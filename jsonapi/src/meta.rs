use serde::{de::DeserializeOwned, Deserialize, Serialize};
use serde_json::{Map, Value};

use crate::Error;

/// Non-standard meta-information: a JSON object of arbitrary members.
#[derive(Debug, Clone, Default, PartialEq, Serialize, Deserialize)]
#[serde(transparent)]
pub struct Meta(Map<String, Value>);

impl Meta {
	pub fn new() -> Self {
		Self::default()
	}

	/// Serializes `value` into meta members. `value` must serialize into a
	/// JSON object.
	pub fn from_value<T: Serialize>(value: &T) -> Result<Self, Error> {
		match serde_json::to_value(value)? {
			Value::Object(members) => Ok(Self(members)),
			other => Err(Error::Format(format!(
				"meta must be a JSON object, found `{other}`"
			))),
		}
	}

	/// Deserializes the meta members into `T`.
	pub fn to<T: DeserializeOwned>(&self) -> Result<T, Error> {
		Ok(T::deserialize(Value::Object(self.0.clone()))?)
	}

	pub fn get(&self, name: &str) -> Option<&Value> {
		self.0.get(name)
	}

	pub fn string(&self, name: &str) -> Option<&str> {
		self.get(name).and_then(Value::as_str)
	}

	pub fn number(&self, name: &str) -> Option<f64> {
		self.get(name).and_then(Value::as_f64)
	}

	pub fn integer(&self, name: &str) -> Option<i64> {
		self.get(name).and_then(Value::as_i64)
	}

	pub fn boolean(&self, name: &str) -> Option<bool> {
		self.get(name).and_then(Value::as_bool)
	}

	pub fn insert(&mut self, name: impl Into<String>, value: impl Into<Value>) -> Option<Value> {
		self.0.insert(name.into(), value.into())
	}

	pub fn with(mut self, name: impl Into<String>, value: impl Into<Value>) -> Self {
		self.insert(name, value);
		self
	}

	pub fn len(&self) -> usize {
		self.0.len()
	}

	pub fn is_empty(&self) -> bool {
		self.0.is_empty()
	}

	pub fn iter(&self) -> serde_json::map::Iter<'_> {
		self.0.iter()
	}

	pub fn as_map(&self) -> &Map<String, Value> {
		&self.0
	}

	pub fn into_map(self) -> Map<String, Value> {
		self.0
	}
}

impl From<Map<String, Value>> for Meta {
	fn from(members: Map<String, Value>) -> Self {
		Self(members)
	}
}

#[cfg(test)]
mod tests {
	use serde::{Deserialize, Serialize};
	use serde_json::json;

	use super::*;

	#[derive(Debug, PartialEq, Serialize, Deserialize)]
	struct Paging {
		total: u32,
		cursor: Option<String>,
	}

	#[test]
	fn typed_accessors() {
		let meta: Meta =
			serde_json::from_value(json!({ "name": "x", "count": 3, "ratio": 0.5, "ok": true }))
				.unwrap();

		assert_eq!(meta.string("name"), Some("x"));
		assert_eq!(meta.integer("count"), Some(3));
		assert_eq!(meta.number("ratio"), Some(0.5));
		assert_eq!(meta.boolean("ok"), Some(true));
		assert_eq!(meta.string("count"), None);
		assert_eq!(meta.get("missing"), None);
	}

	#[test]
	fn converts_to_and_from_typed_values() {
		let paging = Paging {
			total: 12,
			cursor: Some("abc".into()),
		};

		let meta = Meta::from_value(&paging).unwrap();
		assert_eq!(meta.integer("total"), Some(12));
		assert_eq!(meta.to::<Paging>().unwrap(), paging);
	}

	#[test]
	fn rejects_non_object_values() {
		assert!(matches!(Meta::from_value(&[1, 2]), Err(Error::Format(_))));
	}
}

...

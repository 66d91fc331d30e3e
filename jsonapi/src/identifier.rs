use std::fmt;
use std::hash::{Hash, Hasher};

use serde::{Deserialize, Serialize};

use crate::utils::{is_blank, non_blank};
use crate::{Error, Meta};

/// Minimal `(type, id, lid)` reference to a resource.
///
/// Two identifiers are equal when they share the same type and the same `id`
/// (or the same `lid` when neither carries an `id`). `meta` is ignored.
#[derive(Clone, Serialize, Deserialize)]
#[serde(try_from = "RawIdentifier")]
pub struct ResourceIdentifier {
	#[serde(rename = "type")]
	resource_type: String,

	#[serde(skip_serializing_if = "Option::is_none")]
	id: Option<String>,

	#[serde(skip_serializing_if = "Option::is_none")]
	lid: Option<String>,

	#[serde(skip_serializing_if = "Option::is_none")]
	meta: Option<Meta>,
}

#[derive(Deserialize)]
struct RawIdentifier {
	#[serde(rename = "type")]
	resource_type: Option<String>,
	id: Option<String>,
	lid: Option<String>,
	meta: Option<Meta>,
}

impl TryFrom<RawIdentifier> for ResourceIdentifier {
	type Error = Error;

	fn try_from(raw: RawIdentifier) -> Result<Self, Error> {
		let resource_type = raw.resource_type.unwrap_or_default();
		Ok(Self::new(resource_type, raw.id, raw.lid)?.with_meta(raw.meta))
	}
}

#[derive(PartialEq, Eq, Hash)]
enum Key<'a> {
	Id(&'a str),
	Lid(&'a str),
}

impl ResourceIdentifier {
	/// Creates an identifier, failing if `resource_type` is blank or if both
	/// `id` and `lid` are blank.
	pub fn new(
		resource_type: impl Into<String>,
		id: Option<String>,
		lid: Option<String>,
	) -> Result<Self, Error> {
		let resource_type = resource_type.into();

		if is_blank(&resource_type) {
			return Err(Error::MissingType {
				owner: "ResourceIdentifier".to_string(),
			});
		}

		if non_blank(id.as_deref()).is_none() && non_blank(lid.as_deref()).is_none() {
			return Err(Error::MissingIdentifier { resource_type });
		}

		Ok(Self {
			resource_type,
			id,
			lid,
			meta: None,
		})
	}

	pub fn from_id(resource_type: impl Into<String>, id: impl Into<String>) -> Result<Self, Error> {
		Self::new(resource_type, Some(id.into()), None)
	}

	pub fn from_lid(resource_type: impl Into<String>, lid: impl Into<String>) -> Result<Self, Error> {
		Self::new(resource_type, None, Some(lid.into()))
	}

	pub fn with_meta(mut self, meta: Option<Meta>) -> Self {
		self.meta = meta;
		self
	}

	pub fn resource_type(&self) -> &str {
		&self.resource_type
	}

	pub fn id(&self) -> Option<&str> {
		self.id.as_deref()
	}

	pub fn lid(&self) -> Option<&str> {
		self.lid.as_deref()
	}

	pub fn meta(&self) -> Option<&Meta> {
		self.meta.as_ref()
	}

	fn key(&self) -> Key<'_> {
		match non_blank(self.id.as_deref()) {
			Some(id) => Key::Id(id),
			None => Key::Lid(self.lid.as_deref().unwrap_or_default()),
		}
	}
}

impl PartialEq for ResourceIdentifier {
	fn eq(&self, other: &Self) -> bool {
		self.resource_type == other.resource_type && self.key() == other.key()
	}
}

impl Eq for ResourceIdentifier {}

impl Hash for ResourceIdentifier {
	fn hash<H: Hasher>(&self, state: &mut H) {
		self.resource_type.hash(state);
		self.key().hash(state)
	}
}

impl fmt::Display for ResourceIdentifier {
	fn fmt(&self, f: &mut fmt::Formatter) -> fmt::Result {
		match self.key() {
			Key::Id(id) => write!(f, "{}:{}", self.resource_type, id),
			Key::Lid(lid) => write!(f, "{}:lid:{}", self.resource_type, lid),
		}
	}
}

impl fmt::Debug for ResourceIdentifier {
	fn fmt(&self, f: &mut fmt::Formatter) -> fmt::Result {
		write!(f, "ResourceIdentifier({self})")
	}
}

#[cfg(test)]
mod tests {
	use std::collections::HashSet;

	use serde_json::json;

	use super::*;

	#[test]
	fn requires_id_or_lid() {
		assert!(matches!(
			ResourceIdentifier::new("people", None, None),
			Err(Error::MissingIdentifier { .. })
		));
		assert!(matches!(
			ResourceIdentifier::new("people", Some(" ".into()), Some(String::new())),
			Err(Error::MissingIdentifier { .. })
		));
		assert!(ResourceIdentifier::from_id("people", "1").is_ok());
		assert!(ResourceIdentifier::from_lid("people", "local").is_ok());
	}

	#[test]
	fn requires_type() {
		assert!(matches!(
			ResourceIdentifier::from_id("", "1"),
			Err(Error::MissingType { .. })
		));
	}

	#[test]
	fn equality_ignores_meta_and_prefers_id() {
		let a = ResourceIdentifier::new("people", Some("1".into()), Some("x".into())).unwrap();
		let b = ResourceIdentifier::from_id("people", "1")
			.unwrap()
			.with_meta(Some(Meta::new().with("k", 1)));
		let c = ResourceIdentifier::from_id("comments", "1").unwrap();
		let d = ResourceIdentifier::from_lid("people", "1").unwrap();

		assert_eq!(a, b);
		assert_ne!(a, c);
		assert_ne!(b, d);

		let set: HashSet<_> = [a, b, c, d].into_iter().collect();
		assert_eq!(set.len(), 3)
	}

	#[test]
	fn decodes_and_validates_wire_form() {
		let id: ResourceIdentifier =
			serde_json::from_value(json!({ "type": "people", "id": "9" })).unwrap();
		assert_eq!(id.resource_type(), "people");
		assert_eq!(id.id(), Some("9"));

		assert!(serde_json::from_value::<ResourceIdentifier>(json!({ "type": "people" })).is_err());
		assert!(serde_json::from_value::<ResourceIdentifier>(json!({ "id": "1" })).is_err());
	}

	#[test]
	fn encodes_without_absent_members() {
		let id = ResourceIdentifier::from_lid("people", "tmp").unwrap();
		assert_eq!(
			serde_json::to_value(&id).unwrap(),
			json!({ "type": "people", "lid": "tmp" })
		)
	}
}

==

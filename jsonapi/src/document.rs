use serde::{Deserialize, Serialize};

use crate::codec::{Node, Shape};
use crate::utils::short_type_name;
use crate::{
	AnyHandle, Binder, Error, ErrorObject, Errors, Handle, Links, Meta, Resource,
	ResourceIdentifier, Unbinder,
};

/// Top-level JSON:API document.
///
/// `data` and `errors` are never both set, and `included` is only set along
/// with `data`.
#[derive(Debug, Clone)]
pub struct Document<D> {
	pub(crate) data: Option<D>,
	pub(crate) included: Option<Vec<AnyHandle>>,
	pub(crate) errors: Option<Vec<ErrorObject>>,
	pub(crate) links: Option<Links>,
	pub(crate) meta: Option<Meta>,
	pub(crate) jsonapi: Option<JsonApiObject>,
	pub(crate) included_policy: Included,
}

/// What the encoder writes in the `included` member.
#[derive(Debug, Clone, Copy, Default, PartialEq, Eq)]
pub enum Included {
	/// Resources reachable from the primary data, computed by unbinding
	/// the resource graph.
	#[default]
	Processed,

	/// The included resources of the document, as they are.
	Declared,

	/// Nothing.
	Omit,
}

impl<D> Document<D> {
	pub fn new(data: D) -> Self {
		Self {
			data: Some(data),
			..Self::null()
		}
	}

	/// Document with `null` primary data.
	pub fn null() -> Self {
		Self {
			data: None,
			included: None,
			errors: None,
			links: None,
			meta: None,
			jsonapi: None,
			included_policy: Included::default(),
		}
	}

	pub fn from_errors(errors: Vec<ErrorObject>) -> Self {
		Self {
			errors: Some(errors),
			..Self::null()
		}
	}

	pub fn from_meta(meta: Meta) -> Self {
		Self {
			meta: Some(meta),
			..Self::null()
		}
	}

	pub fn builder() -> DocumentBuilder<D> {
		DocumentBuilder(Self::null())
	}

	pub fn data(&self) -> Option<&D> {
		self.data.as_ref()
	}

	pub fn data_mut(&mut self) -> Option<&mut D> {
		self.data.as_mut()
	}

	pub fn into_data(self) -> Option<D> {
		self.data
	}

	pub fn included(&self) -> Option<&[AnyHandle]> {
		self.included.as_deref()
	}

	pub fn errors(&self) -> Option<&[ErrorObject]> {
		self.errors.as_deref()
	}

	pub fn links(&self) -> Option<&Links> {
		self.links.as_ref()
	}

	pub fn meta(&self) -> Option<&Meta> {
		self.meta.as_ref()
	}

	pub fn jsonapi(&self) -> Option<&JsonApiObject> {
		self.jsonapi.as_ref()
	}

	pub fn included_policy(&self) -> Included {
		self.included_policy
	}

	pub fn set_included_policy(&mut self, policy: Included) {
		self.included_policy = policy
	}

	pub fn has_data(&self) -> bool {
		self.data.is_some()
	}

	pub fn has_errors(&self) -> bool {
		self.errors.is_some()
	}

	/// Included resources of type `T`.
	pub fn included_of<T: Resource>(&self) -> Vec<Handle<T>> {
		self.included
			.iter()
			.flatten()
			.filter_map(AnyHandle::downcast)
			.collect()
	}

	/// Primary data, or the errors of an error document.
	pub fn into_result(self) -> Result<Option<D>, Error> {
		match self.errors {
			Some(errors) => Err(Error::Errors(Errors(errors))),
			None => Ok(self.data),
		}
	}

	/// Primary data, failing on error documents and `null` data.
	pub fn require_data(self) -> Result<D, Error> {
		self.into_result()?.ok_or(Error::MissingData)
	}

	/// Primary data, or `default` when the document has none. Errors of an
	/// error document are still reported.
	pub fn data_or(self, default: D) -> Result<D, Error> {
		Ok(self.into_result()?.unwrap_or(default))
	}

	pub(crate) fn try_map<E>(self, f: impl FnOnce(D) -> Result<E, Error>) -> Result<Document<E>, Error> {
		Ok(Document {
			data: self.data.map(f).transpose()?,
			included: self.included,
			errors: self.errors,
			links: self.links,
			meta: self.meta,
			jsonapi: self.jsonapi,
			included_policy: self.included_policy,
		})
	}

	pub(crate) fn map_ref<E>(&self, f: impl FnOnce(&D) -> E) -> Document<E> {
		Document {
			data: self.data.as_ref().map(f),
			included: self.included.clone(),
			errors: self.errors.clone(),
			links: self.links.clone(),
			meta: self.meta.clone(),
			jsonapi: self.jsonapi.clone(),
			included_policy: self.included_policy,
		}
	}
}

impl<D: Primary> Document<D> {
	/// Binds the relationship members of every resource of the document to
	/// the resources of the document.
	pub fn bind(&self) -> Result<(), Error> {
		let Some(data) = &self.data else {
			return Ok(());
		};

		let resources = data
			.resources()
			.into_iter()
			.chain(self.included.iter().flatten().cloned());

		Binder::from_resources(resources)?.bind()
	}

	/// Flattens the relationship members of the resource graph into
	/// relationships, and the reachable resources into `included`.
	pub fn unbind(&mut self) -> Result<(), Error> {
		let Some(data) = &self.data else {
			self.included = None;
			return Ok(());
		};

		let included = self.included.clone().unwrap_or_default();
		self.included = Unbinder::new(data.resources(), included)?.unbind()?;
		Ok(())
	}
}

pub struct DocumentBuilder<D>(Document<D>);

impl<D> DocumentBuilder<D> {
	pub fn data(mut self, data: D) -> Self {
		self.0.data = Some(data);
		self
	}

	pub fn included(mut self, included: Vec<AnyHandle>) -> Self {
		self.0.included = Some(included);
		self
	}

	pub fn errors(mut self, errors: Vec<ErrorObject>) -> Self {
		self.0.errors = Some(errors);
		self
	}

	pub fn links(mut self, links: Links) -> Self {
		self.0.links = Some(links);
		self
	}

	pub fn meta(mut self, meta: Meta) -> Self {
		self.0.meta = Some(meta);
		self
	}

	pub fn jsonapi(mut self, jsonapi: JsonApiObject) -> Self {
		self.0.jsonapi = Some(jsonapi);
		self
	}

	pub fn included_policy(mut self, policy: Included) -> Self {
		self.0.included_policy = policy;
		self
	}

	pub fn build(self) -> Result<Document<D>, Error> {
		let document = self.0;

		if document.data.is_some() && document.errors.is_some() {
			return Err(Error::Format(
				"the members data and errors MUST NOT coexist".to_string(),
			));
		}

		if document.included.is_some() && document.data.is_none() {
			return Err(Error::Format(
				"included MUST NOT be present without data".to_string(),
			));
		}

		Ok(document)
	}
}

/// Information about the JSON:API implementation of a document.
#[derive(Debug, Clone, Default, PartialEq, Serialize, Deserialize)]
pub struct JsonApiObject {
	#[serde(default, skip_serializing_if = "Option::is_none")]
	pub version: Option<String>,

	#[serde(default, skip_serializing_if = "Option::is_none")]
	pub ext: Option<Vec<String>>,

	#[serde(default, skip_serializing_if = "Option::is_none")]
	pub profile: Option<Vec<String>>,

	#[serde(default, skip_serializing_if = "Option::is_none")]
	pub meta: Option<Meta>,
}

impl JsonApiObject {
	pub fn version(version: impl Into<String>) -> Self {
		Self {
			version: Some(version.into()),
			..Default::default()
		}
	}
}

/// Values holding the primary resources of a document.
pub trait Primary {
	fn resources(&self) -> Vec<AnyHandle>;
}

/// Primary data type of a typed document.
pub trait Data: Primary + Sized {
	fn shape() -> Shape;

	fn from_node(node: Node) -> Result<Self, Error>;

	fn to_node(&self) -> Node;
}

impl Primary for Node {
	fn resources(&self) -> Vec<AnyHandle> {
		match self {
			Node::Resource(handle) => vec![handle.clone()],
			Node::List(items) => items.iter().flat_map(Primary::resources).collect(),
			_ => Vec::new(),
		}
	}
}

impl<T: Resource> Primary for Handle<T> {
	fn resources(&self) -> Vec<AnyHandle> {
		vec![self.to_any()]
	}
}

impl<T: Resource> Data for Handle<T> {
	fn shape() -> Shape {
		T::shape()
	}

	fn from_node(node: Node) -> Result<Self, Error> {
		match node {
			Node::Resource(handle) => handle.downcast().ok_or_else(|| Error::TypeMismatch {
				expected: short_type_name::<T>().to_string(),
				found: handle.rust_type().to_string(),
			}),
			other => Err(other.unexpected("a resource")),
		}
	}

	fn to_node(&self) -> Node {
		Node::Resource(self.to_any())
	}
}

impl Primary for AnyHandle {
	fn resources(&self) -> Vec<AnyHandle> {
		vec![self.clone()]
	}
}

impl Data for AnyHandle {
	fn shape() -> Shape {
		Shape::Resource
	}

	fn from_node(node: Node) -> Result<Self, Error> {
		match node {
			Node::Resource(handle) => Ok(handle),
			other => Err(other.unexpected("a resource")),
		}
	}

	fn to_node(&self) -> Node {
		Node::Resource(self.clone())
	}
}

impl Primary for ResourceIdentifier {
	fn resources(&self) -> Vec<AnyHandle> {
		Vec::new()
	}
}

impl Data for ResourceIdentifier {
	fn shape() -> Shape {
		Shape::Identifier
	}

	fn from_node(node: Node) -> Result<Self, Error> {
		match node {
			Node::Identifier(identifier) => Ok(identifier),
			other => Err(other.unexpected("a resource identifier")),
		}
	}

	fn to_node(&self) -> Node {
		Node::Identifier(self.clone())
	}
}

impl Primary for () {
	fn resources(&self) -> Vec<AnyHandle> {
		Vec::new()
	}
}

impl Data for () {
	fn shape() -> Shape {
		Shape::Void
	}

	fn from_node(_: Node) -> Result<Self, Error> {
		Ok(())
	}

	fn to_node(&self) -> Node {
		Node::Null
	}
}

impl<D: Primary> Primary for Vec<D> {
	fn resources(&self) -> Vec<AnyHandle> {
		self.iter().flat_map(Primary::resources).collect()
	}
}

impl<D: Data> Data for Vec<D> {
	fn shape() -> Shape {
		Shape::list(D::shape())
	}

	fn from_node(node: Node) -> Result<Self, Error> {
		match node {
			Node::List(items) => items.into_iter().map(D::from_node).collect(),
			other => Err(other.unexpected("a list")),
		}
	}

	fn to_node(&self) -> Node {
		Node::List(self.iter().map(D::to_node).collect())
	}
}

#### Problem
For the string "utils", go through the entries above and copy each line where it occurs.

#### Task solution
use crate::utils::{is_blank, non_blank};
use crate::utils::short_type_name;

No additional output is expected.